If you recall, I ended the last post with utter elation as well as the promise of complete and devastating despair. I’ll continue with the latter; it sounds more entertaining.

Before the conference, attendees had the option to submit the first page from one of their manuscripts to be entered into a drawing. If yours was selected, then it would be read aloud (anonymously) at lunch or dinner in front of all the other attendees, while a panel of agents/publishers listened. Furthermore, the “experts” were instructed to raise their hands whenever they would have stopped reading the first page.

Now when my mom had first proposed the option, I thought, ‘Cool, I’ll do that.’ But sitting at the lunch table with over a hundred strangers grouped about the room, I was having second thoughts. And third thoughts. And even fourth thoughts that maybe this wouldn’t be as awesome as I had initially thought.

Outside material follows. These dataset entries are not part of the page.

//! Process and CPU tracking

pub mod cpu;
pub mod state;
pub mod tracker;

pub use cpu::{CpuTracker, RunningTask};
pub use state::{PendingTarget, PendingUnmap, ProcessState, ProcessStats};
pub use tracker::{ProcessGroup, ProcessTracker};
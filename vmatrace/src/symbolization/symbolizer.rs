// String formatting intentionally uses format! for clarity
#![allow(clippy::format_push_string)]

use addr2line::Context;
use gimli::{EndianRcSlice, RunTimeEndian};
use object::{Object, ObjectSection};
use rustc_demangle::demangle;
use std::collections::HashMap;
use std::fs;
use std::path::Path;
use std::rc::Rc;

use super::SymbolSource;
use crate::domain::ResolverError;

/// In-process DWARF symbol source for one module
///
/// Includes a cache to avoid re-resolving the same addresses repeatedly,
/// which matters because the same return addresses recur on every stack.
pub struct DwarfSymbolizer {
    ctx: Context<EndianRcSlice<RunTimeEndian>>,
    /// Cache of resolved frames by address
    cache: HashMap<u64, ResolvedFrame>,
}

impl DwarfSymbolizer {
    /// Create a new symbolizer for the given object
    ///
    /// # Errors
    /// Returns an error if the file cannot be read or parsed, or if its DWARF
    /// debug info cannot be loaded
    pub fn new<P: AsRef<Path>>(object_path: P) -> Result<Self, ResolverError> {
        let module = object_path.as_ref().display().to_string();
        let dwarf_err = |error: String| ResolverError::Dwarf { module: module.clone(), error };

        let object_data = fs::read(object_path.as_ref())?;
        let obj_file = object::File::parse(&*object_data)
            .map_err(|_| ResolverError::NotElf(module.clone()))?;

        // Load DWARF debug info
        let endian =
            if obj_file.is_little_endian() { RunTimeEndian::Little } else { RunTimeEndian::Big };

        let load_section =
            |id: gimli::SectionId| -> Result<EndianRcSlice<RunTimeEndian>, gimli::Error> {
                let data = obj_file
                    .section_by_name(id.name())
                    .and_then(|section| section.uncompressed_data().ok())
                    .unwrap_or(std::borrow::Cow::Borrowed(&[][..]));
                Ok(EndianRcSlice::new(Rc::from(&*data), endian))
            };

        let dwarf = gimli::Dwarf::load(&load_section).map_err(|e| dwarf_err(e.to_string()))?;
        let ctx = Context::from_dwarf(dwarf).map_err(|e| dwarf_err(e.to_string()))?;

        Ok(Self { ctx, cache: HashMap::new() })
    }

    /// Resolve an object-relative address to its (possibly inlined) frames
    ///
    /// Uses a cache to avoid re-resolving the same address multiple times.
    pub fn resolve(&mut self, addr: u64) -> ResolvedFrame {
        if let Some(cached) = self.cache.get(&addr) {
            return cached.clone();
        }

        let mut result = Vec::new();

        if let Ok(mut frame_iter) = self.ctx.find_frames(addr).skip_all_loads() {
            while let Ok(Some(frame)) = frame_iter.next() {
                let function = frame
                    .function
                    .and_then(|f| f.demangle().ok().map(|s| s.to_string()))
                    .unwrap_or_default();

                let location = frame.location.map(|loc| SourceLocation {
                    file: loc.file.map(std::string::ToString::to_string),
                    line: loc.line,
                });

                result.push(InlinedFrame { function, location });
            }
        }

        let resolved = ResolvedFrame { addr, frames: result };
        self.cache.insert(addr, resolved.clone());
        resolved
    }

    /// Demangle a Rust symbol name
    #[must_use]
    pub fn demangle_symbol(symbol: &str) -> String {
        format!("{:#}", demangle(symbol))
    }
}

impl SymbolSource for DwarfSymbolizer {
    /// Innermost function at `addr`, matching what `addr2line -f` prints
    fn lookup(&mut self, addr: u64) -> Result<String, ResolverError> {
        let resolved = self.resolve(addr);
        log::trace!("{}", resolved.format());
        Ok(resolved
            .frames
            .first()
            .map(|f| Self::demangle_symbol(&f.function))
            .unwrap_or_default())
    }
}

/// A resolved address (may contain multiple inlined frames, innermost first)
#[derive(Debug, Clone)]
pub struct ResolvedFrame {
    pub addr: u64,
    pub frames: Vec<InlinedFrame>,
}

/// An inlined frame within a resolved frame
#[derive(Debug, Clone)]
pub struct InlinedFrame {
    pub function: String,
    pub location: Option<SourceLocation>,
}

/// Source code location
#[derive(Debug, Clone)]
pub struct SourceLocation {
    pub file: Option<String>,
    pub line: Option<u32>,
}

impl ResolvedFrame {
    /// `function at file:line` lines, one per inlined frame
    #[must_use]
    pub fn format(&self) -> String {
        let mut output = String::new();

        for (idx, inlined) in self.frames.iter().enumerate() {
            let name = if inlined.function.is_empty() { "??" } else { &inlined.function };
            output.push_str(&format!("0x{:x} {name}", self.addr));

            if let Some(SourceLocation { file: Some(file), line }) = &inlined.location {
                output.push_str(&format!(" at {file}"));
                if let Some(line) = line {
                    output.push_str(&format!(":{line}"));
                }
            }

            if idx < self.frames.len() - 1 {
                output.push('\n');
            }
        }

        output
    }
}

And of course, my submission was drawn first. FAN-tastic.

To summarize the results, let’s just say all four reviewers raised their hand before the first paragraph had completed. Such comments as “Too much exposition,” “I wouldn’t have read another sentence,” “Bo-RING,” echoed across the banquet hall. Not to mention the speckled laughter from the audience.

And THAT was the moment I knew I would never write again.

Of course, it only took a little while to recover from the devastation (the piece they heard had only been a first draft), and I realized where I could improve it. My mom provided such hope as, “You know they were just hardest on the first person to be read” which may have been true (please, God, let it be true!), but I took the whole incident in stride, not even having to crack open that second box of tissues.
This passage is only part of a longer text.